**EXERCISE DESCRIPTION:** Every line holding "return" should be copied from the records below.

**TASK INPUTS:**
......

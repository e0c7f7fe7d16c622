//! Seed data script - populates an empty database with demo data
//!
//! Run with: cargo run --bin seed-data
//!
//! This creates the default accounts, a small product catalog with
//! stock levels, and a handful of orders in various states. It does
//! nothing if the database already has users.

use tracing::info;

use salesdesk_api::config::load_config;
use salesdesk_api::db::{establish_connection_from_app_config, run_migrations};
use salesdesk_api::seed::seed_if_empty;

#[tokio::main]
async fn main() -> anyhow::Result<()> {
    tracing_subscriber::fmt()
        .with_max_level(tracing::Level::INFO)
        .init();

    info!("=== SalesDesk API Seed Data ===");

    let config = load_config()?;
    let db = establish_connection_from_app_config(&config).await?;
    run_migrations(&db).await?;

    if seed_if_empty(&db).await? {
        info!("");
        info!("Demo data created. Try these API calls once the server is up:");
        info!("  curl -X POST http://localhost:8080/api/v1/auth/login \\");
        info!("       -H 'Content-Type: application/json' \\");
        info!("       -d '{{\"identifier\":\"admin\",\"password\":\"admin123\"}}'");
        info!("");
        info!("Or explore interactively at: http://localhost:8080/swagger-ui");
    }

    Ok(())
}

......

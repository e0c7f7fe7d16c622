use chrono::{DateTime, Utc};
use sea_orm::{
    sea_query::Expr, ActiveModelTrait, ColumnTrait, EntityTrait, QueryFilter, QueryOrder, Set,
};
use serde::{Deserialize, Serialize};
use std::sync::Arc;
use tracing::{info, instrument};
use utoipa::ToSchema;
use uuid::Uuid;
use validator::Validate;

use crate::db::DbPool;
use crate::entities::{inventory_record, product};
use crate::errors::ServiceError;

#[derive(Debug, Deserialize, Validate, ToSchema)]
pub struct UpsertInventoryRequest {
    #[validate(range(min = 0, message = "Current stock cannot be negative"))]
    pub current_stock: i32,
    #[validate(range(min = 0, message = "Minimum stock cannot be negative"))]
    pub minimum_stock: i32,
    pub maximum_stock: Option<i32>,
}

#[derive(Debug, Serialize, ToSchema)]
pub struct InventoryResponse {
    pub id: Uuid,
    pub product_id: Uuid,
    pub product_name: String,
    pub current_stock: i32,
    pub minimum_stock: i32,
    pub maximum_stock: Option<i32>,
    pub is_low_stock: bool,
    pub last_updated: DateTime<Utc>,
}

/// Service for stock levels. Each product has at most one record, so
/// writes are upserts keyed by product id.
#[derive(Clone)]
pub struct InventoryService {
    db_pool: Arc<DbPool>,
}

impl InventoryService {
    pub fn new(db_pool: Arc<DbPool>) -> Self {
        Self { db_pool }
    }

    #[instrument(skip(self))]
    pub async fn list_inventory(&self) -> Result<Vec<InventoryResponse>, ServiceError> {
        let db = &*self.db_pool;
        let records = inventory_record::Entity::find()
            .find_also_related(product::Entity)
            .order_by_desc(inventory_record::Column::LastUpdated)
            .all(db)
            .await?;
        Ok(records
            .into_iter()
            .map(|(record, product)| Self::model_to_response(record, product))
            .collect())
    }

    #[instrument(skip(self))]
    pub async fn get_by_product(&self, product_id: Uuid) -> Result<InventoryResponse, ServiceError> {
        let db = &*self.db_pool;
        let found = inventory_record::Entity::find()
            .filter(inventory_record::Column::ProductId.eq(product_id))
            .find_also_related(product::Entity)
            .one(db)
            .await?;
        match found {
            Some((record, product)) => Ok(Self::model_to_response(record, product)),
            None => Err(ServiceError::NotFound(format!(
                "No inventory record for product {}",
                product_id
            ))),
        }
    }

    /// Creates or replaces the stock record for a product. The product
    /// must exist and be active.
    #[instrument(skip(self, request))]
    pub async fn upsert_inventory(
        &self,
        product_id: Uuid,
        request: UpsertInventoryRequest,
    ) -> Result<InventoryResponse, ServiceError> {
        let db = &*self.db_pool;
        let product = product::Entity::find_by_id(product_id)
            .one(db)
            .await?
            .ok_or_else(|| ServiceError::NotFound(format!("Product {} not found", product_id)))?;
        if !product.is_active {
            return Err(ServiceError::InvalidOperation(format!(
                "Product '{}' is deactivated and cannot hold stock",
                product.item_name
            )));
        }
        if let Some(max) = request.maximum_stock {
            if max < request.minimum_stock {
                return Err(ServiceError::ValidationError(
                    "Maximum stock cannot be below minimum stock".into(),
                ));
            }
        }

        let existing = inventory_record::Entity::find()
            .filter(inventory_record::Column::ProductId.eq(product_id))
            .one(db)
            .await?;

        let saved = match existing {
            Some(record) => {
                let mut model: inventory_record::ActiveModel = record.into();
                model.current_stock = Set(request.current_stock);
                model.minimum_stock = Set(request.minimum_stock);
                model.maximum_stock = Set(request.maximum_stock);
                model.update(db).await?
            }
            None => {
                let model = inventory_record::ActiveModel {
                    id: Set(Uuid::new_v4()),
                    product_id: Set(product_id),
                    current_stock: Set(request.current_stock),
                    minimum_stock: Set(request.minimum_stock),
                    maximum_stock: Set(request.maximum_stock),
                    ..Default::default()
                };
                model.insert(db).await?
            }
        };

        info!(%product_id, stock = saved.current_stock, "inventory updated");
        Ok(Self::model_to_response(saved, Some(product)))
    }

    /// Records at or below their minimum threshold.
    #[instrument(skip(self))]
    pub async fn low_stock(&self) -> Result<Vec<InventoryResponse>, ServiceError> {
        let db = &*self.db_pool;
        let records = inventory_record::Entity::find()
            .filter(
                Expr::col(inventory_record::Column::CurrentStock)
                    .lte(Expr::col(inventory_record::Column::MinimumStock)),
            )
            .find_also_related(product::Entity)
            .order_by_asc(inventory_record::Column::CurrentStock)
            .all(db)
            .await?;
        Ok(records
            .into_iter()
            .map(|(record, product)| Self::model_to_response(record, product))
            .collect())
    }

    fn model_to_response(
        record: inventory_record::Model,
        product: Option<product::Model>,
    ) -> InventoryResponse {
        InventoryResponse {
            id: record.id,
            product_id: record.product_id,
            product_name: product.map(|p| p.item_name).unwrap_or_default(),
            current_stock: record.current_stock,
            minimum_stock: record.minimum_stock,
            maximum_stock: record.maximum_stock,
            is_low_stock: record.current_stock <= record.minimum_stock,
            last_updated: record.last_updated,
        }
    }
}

......

**SOLUTION TO THIS TASK:**
            return Err(ServiceError::InvalidOperation(format!(
                return Err(ServiceError::ValidationError(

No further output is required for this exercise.